TRY IT | Provide only the number of lines in the records below that contain "days".

PROVIDED DATA |
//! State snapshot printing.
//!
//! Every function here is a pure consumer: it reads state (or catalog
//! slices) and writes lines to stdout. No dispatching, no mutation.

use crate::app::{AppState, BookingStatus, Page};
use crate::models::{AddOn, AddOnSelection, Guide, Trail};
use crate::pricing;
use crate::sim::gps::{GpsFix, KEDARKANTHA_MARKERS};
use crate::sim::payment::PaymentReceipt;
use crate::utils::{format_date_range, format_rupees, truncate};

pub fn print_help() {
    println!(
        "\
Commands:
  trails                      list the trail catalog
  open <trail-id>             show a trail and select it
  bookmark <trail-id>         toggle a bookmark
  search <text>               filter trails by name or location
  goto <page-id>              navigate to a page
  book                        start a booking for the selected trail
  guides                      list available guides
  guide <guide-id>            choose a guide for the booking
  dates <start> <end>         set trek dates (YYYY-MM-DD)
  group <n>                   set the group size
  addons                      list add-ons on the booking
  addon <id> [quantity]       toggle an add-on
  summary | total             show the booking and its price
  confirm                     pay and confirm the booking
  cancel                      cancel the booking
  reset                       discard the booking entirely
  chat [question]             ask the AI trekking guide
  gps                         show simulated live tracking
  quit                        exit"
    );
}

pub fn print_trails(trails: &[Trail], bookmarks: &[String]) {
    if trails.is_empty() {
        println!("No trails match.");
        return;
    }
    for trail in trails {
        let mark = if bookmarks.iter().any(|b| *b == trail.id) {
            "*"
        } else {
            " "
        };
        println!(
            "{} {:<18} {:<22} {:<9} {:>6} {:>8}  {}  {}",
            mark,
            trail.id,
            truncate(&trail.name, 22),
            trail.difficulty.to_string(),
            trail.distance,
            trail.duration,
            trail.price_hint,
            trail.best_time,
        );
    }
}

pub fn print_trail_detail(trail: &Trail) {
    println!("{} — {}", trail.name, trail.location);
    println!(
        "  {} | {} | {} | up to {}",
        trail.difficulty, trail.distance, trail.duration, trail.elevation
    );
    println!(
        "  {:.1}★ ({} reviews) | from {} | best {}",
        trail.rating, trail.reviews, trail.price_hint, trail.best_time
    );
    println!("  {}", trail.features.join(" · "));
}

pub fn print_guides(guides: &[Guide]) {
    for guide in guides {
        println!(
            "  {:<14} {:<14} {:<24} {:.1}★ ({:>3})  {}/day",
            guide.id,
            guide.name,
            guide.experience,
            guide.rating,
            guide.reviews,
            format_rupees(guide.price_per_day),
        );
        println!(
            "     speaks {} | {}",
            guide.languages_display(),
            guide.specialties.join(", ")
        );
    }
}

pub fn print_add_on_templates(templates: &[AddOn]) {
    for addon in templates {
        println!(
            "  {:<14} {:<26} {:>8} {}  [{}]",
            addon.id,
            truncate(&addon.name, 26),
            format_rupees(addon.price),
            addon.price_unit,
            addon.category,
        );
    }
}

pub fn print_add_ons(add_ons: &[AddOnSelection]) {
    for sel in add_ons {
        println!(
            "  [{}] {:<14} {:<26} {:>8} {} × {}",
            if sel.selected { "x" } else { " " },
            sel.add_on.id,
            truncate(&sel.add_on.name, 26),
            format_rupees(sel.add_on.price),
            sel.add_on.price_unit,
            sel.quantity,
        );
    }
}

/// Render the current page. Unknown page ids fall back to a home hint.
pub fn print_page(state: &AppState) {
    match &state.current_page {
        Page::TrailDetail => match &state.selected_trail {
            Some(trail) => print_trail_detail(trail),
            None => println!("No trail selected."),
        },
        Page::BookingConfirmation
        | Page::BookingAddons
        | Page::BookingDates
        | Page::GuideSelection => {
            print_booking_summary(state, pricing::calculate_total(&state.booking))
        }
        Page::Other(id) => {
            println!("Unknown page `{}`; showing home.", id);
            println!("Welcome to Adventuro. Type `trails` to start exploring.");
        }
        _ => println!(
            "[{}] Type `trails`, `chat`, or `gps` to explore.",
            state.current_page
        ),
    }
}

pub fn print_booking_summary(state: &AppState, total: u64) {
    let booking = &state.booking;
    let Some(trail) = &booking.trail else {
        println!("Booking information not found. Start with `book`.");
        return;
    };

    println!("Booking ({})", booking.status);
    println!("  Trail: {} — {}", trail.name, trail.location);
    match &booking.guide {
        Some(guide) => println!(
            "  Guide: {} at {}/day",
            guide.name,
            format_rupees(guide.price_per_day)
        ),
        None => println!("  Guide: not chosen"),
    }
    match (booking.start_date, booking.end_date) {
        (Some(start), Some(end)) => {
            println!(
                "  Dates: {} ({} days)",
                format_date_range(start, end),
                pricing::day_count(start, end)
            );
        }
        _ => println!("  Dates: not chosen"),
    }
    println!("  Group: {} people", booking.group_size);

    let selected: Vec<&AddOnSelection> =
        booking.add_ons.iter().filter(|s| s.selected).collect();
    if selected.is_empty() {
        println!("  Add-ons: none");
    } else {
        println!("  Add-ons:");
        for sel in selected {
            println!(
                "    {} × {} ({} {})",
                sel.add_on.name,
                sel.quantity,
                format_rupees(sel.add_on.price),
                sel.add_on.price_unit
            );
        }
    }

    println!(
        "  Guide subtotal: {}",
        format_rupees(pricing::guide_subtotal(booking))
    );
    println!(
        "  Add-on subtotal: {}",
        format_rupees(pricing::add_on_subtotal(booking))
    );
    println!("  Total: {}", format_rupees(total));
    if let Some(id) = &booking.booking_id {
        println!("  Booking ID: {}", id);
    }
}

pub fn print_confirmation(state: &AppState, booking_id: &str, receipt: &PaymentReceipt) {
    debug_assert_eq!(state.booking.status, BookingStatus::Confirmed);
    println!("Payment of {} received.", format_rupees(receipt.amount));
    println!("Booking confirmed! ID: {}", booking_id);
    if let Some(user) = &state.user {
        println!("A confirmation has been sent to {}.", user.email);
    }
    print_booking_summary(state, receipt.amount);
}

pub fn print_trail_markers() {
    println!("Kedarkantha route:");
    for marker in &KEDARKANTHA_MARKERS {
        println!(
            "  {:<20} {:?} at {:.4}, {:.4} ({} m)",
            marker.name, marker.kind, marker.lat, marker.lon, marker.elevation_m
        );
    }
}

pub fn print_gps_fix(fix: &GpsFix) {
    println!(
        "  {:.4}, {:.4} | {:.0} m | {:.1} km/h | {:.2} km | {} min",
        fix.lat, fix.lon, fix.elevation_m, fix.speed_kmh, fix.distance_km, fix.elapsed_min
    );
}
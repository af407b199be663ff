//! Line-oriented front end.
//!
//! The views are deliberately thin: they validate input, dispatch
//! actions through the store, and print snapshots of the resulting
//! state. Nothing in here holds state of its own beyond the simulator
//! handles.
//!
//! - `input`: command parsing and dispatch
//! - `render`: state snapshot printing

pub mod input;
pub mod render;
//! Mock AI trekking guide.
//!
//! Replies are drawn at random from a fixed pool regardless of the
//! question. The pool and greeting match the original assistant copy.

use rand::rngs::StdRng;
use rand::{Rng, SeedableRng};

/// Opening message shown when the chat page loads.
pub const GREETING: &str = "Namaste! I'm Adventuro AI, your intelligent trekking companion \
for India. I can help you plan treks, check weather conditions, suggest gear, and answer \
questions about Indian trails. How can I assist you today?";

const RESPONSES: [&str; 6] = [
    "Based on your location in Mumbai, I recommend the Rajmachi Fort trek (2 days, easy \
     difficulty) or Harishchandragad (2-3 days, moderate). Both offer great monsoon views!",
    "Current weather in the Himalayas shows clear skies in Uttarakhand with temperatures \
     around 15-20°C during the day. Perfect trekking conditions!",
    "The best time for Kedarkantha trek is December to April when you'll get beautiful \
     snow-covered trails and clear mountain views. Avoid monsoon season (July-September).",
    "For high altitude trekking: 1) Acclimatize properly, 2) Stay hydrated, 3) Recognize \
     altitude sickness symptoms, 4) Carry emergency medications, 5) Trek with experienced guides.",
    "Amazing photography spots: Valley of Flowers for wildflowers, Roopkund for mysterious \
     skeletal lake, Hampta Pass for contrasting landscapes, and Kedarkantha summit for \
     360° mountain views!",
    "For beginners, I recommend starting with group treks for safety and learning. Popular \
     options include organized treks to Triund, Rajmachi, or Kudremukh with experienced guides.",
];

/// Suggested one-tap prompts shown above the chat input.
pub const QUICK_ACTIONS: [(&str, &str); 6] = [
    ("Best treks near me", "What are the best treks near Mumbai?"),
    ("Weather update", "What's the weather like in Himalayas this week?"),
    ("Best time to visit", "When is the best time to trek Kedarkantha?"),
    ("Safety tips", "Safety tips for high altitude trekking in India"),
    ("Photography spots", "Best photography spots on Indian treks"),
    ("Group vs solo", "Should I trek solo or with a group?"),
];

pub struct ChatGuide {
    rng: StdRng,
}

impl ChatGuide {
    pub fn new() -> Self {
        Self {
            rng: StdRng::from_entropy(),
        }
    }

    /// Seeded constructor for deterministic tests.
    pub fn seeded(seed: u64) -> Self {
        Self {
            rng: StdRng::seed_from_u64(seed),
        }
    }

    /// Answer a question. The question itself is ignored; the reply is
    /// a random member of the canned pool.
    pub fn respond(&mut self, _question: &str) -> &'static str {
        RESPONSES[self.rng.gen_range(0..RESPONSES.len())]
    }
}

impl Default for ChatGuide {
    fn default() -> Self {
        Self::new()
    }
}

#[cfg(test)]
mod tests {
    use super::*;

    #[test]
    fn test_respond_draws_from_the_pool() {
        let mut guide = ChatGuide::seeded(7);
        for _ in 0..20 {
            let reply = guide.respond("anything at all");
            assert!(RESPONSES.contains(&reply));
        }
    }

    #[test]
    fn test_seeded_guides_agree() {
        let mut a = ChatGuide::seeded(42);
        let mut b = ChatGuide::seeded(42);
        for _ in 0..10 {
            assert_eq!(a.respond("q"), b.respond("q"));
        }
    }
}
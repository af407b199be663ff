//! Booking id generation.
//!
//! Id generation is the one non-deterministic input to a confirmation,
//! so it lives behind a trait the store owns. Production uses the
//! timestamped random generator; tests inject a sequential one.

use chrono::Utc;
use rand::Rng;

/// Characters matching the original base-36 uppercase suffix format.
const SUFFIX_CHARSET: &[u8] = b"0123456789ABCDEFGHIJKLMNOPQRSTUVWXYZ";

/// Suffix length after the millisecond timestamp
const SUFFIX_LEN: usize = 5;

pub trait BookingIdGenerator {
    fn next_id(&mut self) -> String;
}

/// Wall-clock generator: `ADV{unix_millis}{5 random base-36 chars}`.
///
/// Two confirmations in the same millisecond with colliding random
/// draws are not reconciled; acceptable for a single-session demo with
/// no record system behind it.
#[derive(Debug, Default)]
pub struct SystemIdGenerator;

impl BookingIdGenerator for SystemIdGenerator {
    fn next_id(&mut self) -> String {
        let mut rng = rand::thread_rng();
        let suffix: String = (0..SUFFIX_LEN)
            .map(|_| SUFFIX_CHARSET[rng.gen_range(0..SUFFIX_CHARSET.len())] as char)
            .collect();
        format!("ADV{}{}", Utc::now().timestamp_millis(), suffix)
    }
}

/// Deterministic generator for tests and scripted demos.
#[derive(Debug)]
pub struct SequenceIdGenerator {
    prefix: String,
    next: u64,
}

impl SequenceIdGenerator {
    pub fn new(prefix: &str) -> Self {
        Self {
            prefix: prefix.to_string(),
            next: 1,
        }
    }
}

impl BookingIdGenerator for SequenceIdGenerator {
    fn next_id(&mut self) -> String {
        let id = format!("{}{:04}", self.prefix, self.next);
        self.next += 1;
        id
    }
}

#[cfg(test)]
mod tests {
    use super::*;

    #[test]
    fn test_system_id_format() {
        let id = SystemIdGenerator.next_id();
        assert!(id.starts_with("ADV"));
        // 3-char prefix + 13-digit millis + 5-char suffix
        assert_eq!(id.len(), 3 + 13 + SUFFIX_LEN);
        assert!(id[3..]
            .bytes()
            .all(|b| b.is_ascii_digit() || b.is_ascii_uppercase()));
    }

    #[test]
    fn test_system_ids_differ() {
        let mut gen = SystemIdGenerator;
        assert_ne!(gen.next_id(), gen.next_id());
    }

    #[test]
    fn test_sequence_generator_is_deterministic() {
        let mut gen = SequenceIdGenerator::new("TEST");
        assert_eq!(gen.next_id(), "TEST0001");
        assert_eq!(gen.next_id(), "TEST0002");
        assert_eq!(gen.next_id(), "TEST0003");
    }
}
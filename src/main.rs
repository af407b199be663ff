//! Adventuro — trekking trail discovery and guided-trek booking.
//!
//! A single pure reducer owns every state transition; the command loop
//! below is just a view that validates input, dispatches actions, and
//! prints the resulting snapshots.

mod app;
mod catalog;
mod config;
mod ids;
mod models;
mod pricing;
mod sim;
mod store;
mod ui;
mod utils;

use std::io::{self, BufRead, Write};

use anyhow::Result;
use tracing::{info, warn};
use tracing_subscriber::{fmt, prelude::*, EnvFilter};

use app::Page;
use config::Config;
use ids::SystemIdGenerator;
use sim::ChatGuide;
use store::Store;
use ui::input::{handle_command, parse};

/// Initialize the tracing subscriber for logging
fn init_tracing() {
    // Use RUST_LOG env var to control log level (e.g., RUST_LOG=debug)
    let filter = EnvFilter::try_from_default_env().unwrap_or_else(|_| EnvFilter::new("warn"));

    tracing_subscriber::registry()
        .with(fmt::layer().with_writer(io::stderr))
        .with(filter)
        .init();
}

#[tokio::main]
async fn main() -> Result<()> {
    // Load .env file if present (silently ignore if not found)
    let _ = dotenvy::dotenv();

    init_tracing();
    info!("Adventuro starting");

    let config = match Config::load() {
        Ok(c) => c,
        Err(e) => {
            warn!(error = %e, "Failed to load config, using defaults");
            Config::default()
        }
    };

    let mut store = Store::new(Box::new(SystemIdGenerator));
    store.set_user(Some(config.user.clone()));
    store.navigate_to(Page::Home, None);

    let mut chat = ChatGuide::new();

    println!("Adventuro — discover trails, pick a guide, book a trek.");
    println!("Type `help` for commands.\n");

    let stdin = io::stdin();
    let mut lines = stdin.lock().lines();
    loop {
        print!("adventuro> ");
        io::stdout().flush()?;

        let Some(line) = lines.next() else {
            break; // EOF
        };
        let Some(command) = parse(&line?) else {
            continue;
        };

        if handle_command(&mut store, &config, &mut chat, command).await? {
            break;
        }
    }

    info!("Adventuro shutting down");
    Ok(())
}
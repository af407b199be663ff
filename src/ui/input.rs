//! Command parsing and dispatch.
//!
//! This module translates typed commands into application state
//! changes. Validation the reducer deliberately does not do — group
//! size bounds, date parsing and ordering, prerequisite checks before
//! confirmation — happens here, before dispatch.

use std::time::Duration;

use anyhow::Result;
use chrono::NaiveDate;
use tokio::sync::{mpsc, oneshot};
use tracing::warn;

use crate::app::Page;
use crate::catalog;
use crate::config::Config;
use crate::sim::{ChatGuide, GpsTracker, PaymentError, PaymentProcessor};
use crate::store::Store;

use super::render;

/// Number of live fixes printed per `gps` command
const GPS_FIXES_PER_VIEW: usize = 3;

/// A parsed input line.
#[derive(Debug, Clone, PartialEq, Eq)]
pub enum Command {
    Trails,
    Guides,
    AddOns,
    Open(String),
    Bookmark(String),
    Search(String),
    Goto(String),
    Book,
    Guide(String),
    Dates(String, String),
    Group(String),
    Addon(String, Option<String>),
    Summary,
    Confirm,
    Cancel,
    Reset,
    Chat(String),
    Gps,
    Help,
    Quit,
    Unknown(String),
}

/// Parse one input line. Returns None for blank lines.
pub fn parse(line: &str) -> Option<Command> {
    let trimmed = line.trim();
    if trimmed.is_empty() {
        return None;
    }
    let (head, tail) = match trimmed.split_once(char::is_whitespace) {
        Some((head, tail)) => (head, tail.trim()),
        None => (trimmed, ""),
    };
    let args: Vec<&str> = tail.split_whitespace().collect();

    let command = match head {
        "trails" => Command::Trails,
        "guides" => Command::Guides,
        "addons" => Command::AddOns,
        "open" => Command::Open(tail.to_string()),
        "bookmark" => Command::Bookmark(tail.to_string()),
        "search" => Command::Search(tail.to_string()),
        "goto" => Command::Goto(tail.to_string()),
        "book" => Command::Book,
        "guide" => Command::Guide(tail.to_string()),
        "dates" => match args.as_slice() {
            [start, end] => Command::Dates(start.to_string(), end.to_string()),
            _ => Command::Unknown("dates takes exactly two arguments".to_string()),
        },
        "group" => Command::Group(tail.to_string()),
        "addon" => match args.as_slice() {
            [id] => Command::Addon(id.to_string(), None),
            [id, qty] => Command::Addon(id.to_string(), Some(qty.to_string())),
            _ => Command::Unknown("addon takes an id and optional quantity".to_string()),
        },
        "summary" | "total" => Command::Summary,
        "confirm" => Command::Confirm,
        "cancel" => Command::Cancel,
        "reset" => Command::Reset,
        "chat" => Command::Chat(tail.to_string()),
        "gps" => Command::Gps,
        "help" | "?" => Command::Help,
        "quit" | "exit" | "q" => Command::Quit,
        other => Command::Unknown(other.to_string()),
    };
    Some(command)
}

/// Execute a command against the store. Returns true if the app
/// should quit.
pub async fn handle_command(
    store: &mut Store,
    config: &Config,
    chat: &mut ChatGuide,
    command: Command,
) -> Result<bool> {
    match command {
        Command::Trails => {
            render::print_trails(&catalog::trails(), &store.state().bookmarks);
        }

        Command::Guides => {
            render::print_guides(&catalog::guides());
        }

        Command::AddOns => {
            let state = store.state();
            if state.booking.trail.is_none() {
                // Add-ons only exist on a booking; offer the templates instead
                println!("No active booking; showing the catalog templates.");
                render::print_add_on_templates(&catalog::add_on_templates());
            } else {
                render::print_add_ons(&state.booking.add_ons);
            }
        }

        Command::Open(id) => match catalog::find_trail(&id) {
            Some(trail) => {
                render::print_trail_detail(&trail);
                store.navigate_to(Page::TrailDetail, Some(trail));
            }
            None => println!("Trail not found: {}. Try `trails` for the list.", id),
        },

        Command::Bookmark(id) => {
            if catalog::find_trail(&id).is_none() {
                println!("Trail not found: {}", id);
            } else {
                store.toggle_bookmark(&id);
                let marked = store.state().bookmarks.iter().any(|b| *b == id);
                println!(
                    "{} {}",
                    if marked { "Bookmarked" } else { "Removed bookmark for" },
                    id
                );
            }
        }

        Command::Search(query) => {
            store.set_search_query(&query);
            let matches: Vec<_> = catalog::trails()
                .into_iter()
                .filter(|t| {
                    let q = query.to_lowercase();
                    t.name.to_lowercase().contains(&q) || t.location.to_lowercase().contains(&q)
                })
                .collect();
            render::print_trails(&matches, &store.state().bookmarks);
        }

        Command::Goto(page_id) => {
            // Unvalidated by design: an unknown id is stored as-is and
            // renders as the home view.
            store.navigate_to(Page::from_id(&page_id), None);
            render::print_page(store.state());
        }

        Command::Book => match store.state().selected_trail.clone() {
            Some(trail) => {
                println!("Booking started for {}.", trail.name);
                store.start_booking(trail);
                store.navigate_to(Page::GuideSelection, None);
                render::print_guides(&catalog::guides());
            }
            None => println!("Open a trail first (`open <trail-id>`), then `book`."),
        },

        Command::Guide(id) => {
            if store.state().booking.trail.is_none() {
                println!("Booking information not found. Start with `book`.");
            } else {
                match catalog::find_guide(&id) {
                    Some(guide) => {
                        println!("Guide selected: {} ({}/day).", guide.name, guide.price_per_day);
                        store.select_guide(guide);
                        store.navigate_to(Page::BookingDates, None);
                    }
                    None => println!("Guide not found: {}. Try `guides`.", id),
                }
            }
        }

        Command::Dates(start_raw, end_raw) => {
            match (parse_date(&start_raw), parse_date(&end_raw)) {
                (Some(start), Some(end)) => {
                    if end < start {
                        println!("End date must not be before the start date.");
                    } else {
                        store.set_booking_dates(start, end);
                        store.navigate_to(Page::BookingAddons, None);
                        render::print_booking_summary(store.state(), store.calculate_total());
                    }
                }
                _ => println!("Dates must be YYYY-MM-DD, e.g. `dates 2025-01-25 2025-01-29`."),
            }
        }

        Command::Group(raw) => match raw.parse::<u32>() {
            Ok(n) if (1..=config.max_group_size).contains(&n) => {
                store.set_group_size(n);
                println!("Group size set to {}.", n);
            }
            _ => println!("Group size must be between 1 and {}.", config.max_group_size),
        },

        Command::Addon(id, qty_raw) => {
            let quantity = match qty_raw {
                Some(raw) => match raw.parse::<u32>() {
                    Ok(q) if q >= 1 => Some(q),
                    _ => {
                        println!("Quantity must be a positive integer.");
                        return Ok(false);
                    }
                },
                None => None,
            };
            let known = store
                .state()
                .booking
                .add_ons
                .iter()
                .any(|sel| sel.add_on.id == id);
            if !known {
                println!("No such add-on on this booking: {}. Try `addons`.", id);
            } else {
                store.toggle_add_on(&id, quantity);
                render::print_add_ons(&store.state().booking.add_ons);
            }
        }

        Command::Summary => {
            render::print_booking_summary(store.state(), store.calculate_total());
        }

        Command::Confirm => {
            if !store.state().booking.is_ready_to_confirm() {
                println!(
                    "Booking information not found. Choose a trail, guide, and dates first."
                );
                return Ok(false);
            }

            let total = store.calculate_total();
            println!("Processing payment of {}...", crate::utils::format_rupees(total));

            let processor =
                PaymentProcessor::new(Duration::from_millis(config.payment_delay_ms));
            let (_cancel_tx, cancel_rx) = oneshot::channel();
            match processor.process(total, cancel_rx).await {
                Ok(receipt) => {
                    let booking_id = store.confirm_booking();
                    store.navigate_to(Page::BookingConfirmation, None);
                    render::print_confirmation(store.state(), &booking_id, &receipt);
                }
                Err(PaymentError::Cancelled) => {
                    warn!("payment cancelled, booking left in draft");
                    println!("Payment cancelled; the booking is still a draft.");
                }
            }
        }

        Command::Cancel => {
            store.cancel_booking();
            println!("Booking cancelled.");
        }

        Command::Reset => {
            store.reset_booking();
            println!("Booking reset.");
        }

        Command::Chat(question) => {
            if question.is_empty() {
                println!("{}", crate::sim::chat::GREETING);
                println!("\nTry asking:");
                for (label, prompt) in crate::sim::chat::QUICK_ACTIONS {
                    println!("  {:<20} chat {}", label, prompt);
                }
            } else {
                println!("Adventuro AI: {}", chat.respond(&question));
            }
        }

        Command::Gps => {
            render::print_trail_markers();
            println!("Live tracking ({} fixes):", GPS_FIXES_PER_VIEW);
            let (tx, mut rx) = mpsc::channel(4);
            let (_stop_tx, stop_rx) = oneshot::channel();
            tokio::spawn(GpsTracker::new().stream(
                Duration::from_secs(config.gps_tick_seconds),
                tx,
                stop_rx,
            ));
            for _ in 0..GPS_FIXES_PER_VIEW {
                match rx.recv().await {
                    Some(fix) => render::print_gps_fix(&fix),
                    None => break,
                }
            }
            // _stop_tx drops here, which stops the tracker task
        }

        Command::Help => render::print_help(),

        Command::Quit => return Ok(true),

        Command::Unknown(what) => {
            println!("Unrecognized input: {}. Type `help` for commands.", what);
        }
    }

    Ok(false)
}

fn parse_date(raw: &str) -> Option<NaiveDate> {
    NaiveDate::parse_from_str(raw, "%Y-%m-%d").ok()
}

YOUR RESPONSE | 3